| PROBLEM DETAILS |
Nothing in the entries should be altered. Write them out in full.

========

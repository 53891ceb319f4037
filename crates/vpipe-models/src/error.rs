//! Model error types.

use thiserror::Error;

use crate::video::VideoStatus;

pub type ModelResult<T> = Result<T, ModelError>;

#[derive(Debug, Error, PartialEq)]
pub enum ModelError {
    #[error("Invalid status transition: {from} -> {to}")]
    InvalidTransition { from: VideoStatus, to: VideoStatus },

    #[error("Analysis already recorded for video {0}")]
    AnalysisAlreadySet(String),
}

impl ModelError {
    pub fn invalid_transition(from: VideoStatus, to: VideoStatus) -> Self {
        Self::InvalidTransition { from, to }
    }
}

========

| PROBLEM SOLUTION |
repository 53891ceb319f4037
filename crates/vpipe-models/src/error.rs
//! Model error types.

use thiserror::Error;

use crate::video::VideoStatus;

pub type ModelResult<T> = Result<T, ModelError>;

#[derive(Debug, Error, PartialEq)]
pub enum ModelError {
    #[error("Invalid status transition: {from} -> {to}")]
    InvalidTransition { from: VideoStatus, to: VideoStatus },

    #[error("Analysis already recorded for video {0}")]
    AnalysisAlreadySet(String),
}

impl ModelError {
    pub fn invalid_transition(from: VideoStatus, to: VideoStatus) -> Self {
        Self::InvalidTransition { from, to }
    }
}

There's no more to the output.